Loss Analysis of Wideband RF MEMS Shunt Capacitive Switch in T and Pi-Match Configurations

Authors

  • S. Suganthi Department of Electronics and Communication Engineering K. Ramakrishnan College of Technology, Tiruchirappalli, Tamilnadu, India
  • P. Thiruvalar Selvan Department of Electronics and Communication Engineering SRM-TRP Engineering College, Tiruchirappalli, Tamilnadu, India
  • S. Raghavan Department of Electronics and Communication Engineering National Institute of Technology, Tiruchirappalli, India

Keywords:

High impedance short transmission line, matched section, return loss and isolation, RF MEMS, shunt switch, wideband

Abstract

A wide bandwidth coplanar-waveguide (CPW) based RF MEMS capacitive shunt switch with pi-matched & T-matched having high impedance transmission lines is designed and simulated for broadband (18-40 GHz) application.
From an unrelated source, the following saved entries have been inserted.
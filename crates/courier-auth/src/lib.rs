//! Authentication for Courier connections.
//!
//! Courier doesn't decide who a user is. It defines the [`Authenticator`]
//! contract, which an application implements against its own user store,
//! and ships [`MemoryAuthenticator`] for tests and small deployments.
//!
//! Authentication runs inside message execution: a login message calls
//! [`Authenticator::authenticate`] with the connection's context, and on
//! success the context is populated with the user's data.
//!
//! ```text
//! Login message ──execute──→ Authenticator::authenticate(ctx, id, creds)
//!                                 │ exists ∧ ¬authenticated ∧ valid?
//!                                 ▼ yes
//!                            populate(ctx, id)
//! ```

mod auth;
mod error;
mod memory;

pub use auth::{Authenticator, Credentials, PASSWORD, VERIFICATION_CODE};
pub use error::AuthError;
pub use memory::{MemoryAuthenticator, UserProfile, UserSession};
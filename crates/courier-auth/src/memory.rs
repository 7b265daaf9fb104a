//! An in-memory [`Authenticator`].

use std::collections::{HashMap, HashSet};
use std::sync::{Mutex, MutexGuard, PoisonError};

use tracing::debug;

use crate::{AuthError, Authenticator, Credentials, PASSWORD, VERIFICATION_CODE};

/// User data carried by a connection context once signed in.
#[derive(Debug, Clone, Default, PartialEq, Eq)]
pub struct UserProfile {
    pub id: String,
    pub attributes: HashMap<String, String>,
}

/// A context that can hold a signed-in user.
///
/// Implement this on your connection context to use it with
/// [`MemoryAuthenticator`].
pub trait UserSession {
    fn profile(&self) -> Option<&UserProfile>;

    fn sign_in(&mut self, profile: UserProfile);

    /// Clears the signed-in user, returning it.
    fn sign_out(&mut self) -> Option<UserProfile>;
}

#[derive(Debug)]
struct Account {
    password: String,
    verification_code: Option<String>,
    attributes: HashMap<String, String>,
}

impl Account {
    fn accepts(&self, credentials: &Credentials) -> bool {
        let password_ok = credentials.get(PASSWORD) == Some(&self.password);
        let code_ok = match &self.verification_code {
            Some(code) => credentials.get(VERIFICATION_CODE) == Some(code),
            None => true,
        };
        password_ok && code_ok
    }
}

#[derive(Debug, Default)]
struct Store {
    accounts: HashMap<String, Account>,
    authenticated: HashSet<String>,
}

/// Keeps accounts and the set of authenticated users in memory.
///
/// Each user may be authenticated from one context at a time; a second
/// login for the same user is refused until the first signs out.
#[derive(Debug, Default)]
pub struct MemoryAuthenticator {
    store: Mutex<Store>,
}

impl MemoryAuthenticator {
    pub fn new() -> Self {
        Self::default()
    }

    /// Adds (or replaces) an account.
    pub fn add_user(&self, id: impl Into<String>, password: impl Into<String>) {
        let id = id.into();
        debug!(user = %id, "account added");
        self.lock().accounts.insert(
            id,
            Account {
                password: password.into(),
                verification_code: None,
                attributes: HashMap::new(),
            },
        );
    }

    /// Requires `code` under [`VERIFICATION_CODE`] in addition to the
    /// password for this user.
    pub fn require_verification_code(
        &self,
        id: &str,
        code: impl Into<String>,
    ) -> Result<(), AuthError> {
        let mut store = self.lock();
        let account = store
            .accounts
            .get_mut(id)
            .ok_or_else(|| AuthError::UnknownUser(id.to_owned()))?;
        account.verification_code = Some(code.into());
        Ok(())
    }

    /// Sets a stored attribute copied into contexts on `populate`.
    pub fn set_attribute(
        &self,
        id: &str,
        key: impl Into<String>,
        value: impl Into<String>,
    ) -> Result<(), AuthError> {
        let mut store = self.lock();
        let account = store
            .accounts
            .get_mut(id)
            .ok_or_else(|| AuthError::UnknownUser(id.to_owned()))?;
        account.attributes.insert(key.into(), value.into());
        Ok(())
    }

    /// Stored attribute value, if any.
    pub fn attribute(&self, id: &str, key: &str) -> Option<String> {
        self.lock()
            .accounts
            .get(id)
            .and_then(|a| a.attributes.get(key).cloned())
    }

    pub fn authenticated_count(&self) -> usize {
        self.lock().authenticated.len()
    }

    fn lock(&self) -> MutexGuard<'_, Store> {
        self.store.lock().unwrap_or_else(PoisonError::into_inner)
    }
}

impl<C: UserSession + 'static> Authenticator<C> for MemoryAuthenticator {
    fn is_authenticated(&self, id: &str) -> Result<bool, AuthError> {
        Ok(self.lock().authenticated.contains(id))
    }

    fn user_exists(&self, id: &str) -> Result<bool, AuthError> {
        Ok(self.lock().accounts.contains_key(id))
    }

    /// Unknown users never have valid credentials.
    fn credentials_valid(&self, id: &str, credentials: &Credentials) -> Result<bool, AuthError> {
        Ok(self
            .lock()
            .accounts
            .get(id)
            .is_some_and(|account| account.accepts(credentials)))
    }

    /// Checks and claims the user under one lock, so two contexts racing
    /// to log in the same user cannot both succeed.
    fn authenticate(
        &self,
        context: &mut C,
        id: &str,
        credentials: &Credentials,
    ) -> Result<bool, AuthError> {
        let mut store = self.lock();
        let attributes = match store.accounts.get(id) {
            Some(account) if account.accepts(credentials) => account.attributes.clone(),
            _ => {
                debug!(user = id, "authentication refused");
                return Ok(false);
            }
        };
        if !store.authenticated.insert(id.to_owned()) {
            debug!(user = id, "authentication refused: already signed in");
            return Ok(false);
        }
        drop(store);

        context.sign_in(UserProfile {
            id: id.to_owned(),
            attributes,
        });
        debug!(user = id, "user authenticated");
        Ok(true)
    }

    fn unauthenticate(&self, context: &mut C, id: &str) -> Result<bool, AuthError> {
        if let Some(profile) = context.profile() {
            if profile.id != id {
                return Err(AuthError::ContextMismatch {
                    expected: id.to_owned(),
                    found: profile.id.clone(),
                });
            }
        }
        let was_authenticated = self.lock().authenticated.remove(id);
        let signed_out = context.sign_out().is_some();
        if was_authenticated || signed_out {
            debug!(user = id, "user signed out");
        }
        Ok(was_authenticated || signed_out)
    }

    /// Also marks the user authenticated. Refuses a user already signed in
    /// from another context.
    fn populate(&self, context: &mut C, id: &str) -> Result<(), AuthError> {
        let mut store = self.lock();
        let attributes = store
            .accounts
            .get(id)
            .map(|a| a.attributes.clone())
            .ok_or_else(|| AuthError::UnknownUser(id.to_owned()))?;
        if !store.authenticated.insert(id.to_owned()) {
            return Err(AuthError::AlreadyAuthenticated(id.to_owned()));
        }
        drop(store);

        context.sign_in(UserProfile {
            id: id.to_owned(),
            attributes,
        });
        Ok(())
    }

    fn update(&self, context: &C, id: &str) -> Result<bool, AuthError> {
        let Some(profile) = context.profile() else {
            return Ok(false);
        };
        if profile.id != id {
            return Err(AuthError::ContextMismatch {
                expected: id.to_owned(),
                found: profile.id.clone(),
            });
        }
        let mut store = self.lock();
        let account = store
            .accounts
            .get_mut(id)
            .ok_or_else(|| AuthError::UnknownUser(id.to_owned()))?;
        if account.attributes == profile.attributes {
            return Ok(false);
        }
        account.attributes = profile.attributes.clone();
        Ok(true)
    }
}
//! The message registry: identifier → type resolution, including adapters.
//!
//! The registry is built once, ahead of use, by listing every variant of
//! the message set:
//!
//! ```rust,ignore
//! let registry = MessageRegistry::<Chat>::new()
//!     .register::<Hello>()?
//!     .register::<Say>()?
//!     .register::<SayV2>()?; // SayV2::ADAPTS_FROM = &["Say"]
//! ```
//!
//! Each `register::<T>()` reads `T`'s identifier and adapter declarations
//! and stores a plain function pointer that decodes `T` and converts it
//! into the message set with `Into`.
//!
//! # Resolution order
//!
//! ```text
//! class ──→ adapter mapping? ──yes──→ adapted type
//!               │ no
//!               ▼
//!           registered directly? ──yes──→ that type
//!               │ no
//!               ▼
//!           ProtocolError::UnknownType
//! ```

use std::collections::HashMap;
use std::fmt;

use serde_json::Value;

use crate::{Envelope, Message, MessageType, ProtocolError};

type DecodeFn<M> = fn(Value) -> Result<M, serde_json::Error>;

fn decode_as<T, M>(fields: Value) -> Result<M, serde_json::Error>
where
    T: MessageType + Into<M>,
{
    serde_json::from_value::<T>(fields).map(Into::into)
}

/// Maps wire identifiers to the concrete variants of a message set.
pub struct MessageRegistry<M> {
    /// Canonical identifier → decoder.
    decoders: HashMap<&'static str, DecodeFn<M>>,
    /// Alternate (legacy) identifier → canonical identifier.
    adapted_from: HashMap<&'static str, &'static str>,
    /// Canonical identifier → identifier written on encode.
    adapted_to: HashMap<&'static str, &'static str>,
}

impl<M: Message> MessageRegistry<M> {
    /// Creates an empty registry.
    pub fn new() -> Self {
        Self {
            decoders: HashMap::new(),
            adapted_from: HashMap::new(),
            adapted_to: HashMap::new(),
        }
    }

    /// Registers `T` under its canonical identifier, along with the
    /// adapter mappings it declares.
    ///
    /// # Errors
    /// [`ProtocolError::DuplicateIdentifier`] if `T::IDENTIFIER` is already
    /// registered, or if another type already adapts from one of
    /// `T::ADAPTS_FROM`.
    pub fn register<T>(mut self) -> Result<Self, ProtocolError>
    where
        T: MessageType + Into<M>,
    {
        if self.decoders.contains_key(T::IDENTIFIER) {
            return Err(ProtocolError::DuplicateIdentifier(T::IDENTIFIER.into()));
        }
        for legacy in T::ADAPTS_FROM {
            if self.adapted_from.contains_key(legacy) {
                return Err(ProtocolError::DuplicateIdentifier((*legacy).into()));
            }
        }

        for legacy in T::ADAPTS_FROM {
            self.adapted_from.insert(*legacy, T::IDENTIFIER);
        }
        if let Some(alias) = T::ADAPTS_TO {
            self.adapted_to.insert(T::IDENTIFIER, alias);
        }
        self.decoders.insert(T::IDENTIFIER, decode_as::<T, M>);

        tracing::trace!(
            identifier = T::IDENTIFIER,
            adapts_from = ?T::ADAPTS_FROM,
            adapts_to = ?T::ADAPTS_TO,
            "registered message type"
        );
        Ok(self)
    }

    /// Resolves a wire identifier to the canonical identifier it decodes as.
    pub fn resolve(&self, class: &str) -> Option<&'static str> {
        if let Some(canonical) = self.adapted_from.get(class) {
            return Some(*canonical);
        }
        self.decoders.get_key_value(class).map(|(id, _)| *id)
    }

    /// The identifier written to the wire for a canonical identifier.
    pub fn wire_identifier<'a>(&self, canonical: &'a str) -> &'a str {
        match self.adapted_to.get(canonical) {
            Some(alias) => *alias,
            None => canonical,
        }
    }

    /// Decodes an envelope into the message set.
    ///
    /// # Errors
    /// - [`ProtocolError::UnknownType`]: nothing resolves `class`
    /// - [`ProtocolError::Decode`]: `fields` don't fit the resolved type
    pub fn decode(&self, envelope: Envelope) -> Result<M, ProtocolError> {
        let canonical = self
            .resolve(&envelope.class)
            .ok_or_else(|| ProtocolError::UnknownType(envelope.class.clone()))?;
        // Presence in `decoders` is guaranteed for both resolution paths.
        let decode = self.decoders[canonical];
        decode(envelope.fields_or_empty()).map_err(ProtocolError::Decode)
    }

    /// Encodes a message into an envelope, honouring `ADAPTS_TO`.
    pub fn encode(&self, message: &M) -> Result<Envelope, ProtocolError> {
        let wire = message.to_wire()?;
        let class = self.wire_identifier(wire.identifier);
        Ok(Envelope::new(class, wire.fields))
    }

    /// Number of registered types (adapter mappings not counted).
    pub fn len(&self) -> usize {
        self.decoders.len()
    }

    pub fn is_empty(&self) -> bool {
        self.decoders.is_empty()
    }
}

impl<M: Message> Default for MessageRegistry<M> {
    fn default() -> Self {
        Self::new()
    }
}

impl<M> fmt::Debug for MessageRegistry<M> {
    fn fmt(&self, f: &mut fmt::Formatter<'_>) -> fmt::Result {
        let mut types: Vec<_> = self.decoders.keys().collect();
        types.sort();
        f.debug_struct("MessageRegistry")
            .field("types", &types)
            .field("adapted_from", &self.adapted_from)
            .field("adapted_to", &self.adapted_to)
            .finish()
    }
}

#[cfg(test)]
mod tests {
    use serde::{Deserialize, Serialize};
    use serde_json::json;

    use super::*;
    use crate::WireFields;

    #[derive(Debug, Default, Clone, PartialEq, Serialize, Deserialize)]
    #[serde(default)]
    struct LegacyV1 {
        name: String,
    }

    impl MessageType for LegacyV1 {
        const IDENTIFIER: &'static str = "LegacyV1";
    }

    #[derive(Debug, Default, Clone, PartialEq, Serialize, Deserialize)]
    #[serde(default)]
    struct AdaptedV2 {
        name: String,
        version: u32,
    }

    impl MessageType for AdaptedV2 {
        const IDENTIFIER: &'static str = "AdaptedV2";
        const ADAPTS_FROM: &'static [&'static str] = &["LegacyV1"];
    }

    #[derive(Debug, Default, Clone, PartialEq, Serialize, Deserialize)]
    struct Outbound {
        n: u8,
    }

    impl MessageType for Outbound {
        const IDENTIFIER: &'static str = "Outbound";
        const ADAPTS_TO: Option<&'static str> = Some("com.example.Outbound");
    }

    #[derive(Debug, Clone, PartialEq)]
    enum Set {
        Legacy(LegacyV1),
        Adapted(AdaptedV2),
        Out(Outbound),
    }

    impl From<LegacyV1> for Set {
        fn from(m: LegacyV1) -> Self {
            Set::Legacy(m)
        }
    }

    impl From<AdaptedV2> for Set {
        fn from(m: AdaptedV2) -> Self {
            Set::Adapted(m)
        }
    }

    impl From<Outbound> for Set {
        fn from(m: Outbound) -> Self {
            Set::Out(m)
        }
    }

    impl Message for Set {
        type Context = ();

        fn execute(&self, _: &mut ()) -> Option<Self> {
            None
        }

        fn to_wire(&self) -> Result<WireFields, ProtocolError> {
            match self {
                Set::Legacy(m) => WireFields::of(m),
                Set::Adapted(m) => WireFields::of(m),
                Set::Out(m) => WireFields::of(m),
            }
        }
    }

    fn registry() -> MessageRegistry<Set> {
        MessageRegistry::new()
            .register::<LegacyV1>()
            .and_then(|r| r.register::<AdaptedV2>())
            .and_then(|r| r.register::<Outbound>())
            .expect("registry should build")
    }

    #[test]
    fn test_adapter_mapping_wins_over_direct_registration() {
        let reg = registry();
        assert_eq!(reg.resolve("LegacyV1"), Some("AdaptedV2"));

        let env = Envelope::new("LegacyV1", json!({ "name": "old" }));
        let decoded = reg.decode(env).unwrap();
        assert_eq!(
            decoded,
            Set::Adapted(AdaptedV2 {
                name: "old".into(),
                version: 0,
            })
        );
    }

    #[test]
    fn test_unknown_class_is_rejected() {
        let reg = registry();
        let err = reg.decode(Envelope::new("Nope", json!({}))).unwrap_err();
        assert!(matches!(err, ProtocolError::UnknownType(ref c) if c == "Nope"));
    }

    #[test]
    fn test_missing_fields_use_defaults() {
        let reg = registry();
        let env = Envelope {
            class: "AdaptedV2".into(),
            fields: None,
        };
        assert_eq!(reg.decode(env).unwrap(), Set::Adapted(AdaptedV2::default()));
    }

    #[test]
    fn test_mismatched_fields_fail_to_decode() {
        let reg = registry();
        let env = Envelope::new("Outbound", json!({ "n": "not a number" }));
        assert!(matches!(reg.decode(env), Err(ProtocolError::Decode(_))));
    }

    #[test]
    fn test_encode_uses_adapts_to_identifier() {
        let reg = registry();
        let env = reg.encode(&Set::Out(Outbound { n: 4 })).unwrap();
        assert_eq!(env.class, "com.example.Outbound");
        assert_eq!(env.fields, Some(json!({ "n": 4 })));
    }

    #[test]
    fn test_encode_without_adapter_uses_canonical_identifier() {
        let reg = registry();
        let env = reg.encode(&Set::Legacy(LegacyV1 { name: "x".into() })).unwrap();
        assert_eq!(env.class, "LegacyV1");
    }

    #[test]
    fn test_duplicate_identifier_is_rejected() {
        let res = MessageRegistry::<Set>::new()
            .register::<Outbound>()
            .and_then(|r| r.register::<Outbound>());
        assert!(matches!(res, Err(ProtocolError::DuplicateIdentifier(ref id)) if id == "Outbound"));
    }

    #[test]
    fn test_len_counts_types_not_adapters() {
        let reg = registry();
        assert_eq!(reg.len(), 3);
        assert!(!reg.is_empty());
    }
}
The effects of variation in membrane width (50 & 70 mu m) of the switch and high-impedance transmission line length (300 – 600 mu m) between the switch structures on scattering parameters are studied. The variation in beam width has very little effect on return loss of the switch in up-state. The reduction in high-impedance transmission line length yields marginal improvement in return loss. In the down-state configuration, the return loss showed negligible change with the variation in beam width and high-impedance transmission line length. The isolation is found improved with the increase in beam width and high-impedance transmission line length in whole frequency range. Simulating the technical performance demonstrates the greater improvement in RF characteristics of the switch particularly in return loss in up-state position. In order to validate the obtained result, Artificial Neural Network (ANN) has been trained using ADS result. Comparison shows good agreement between ADS and ANN results.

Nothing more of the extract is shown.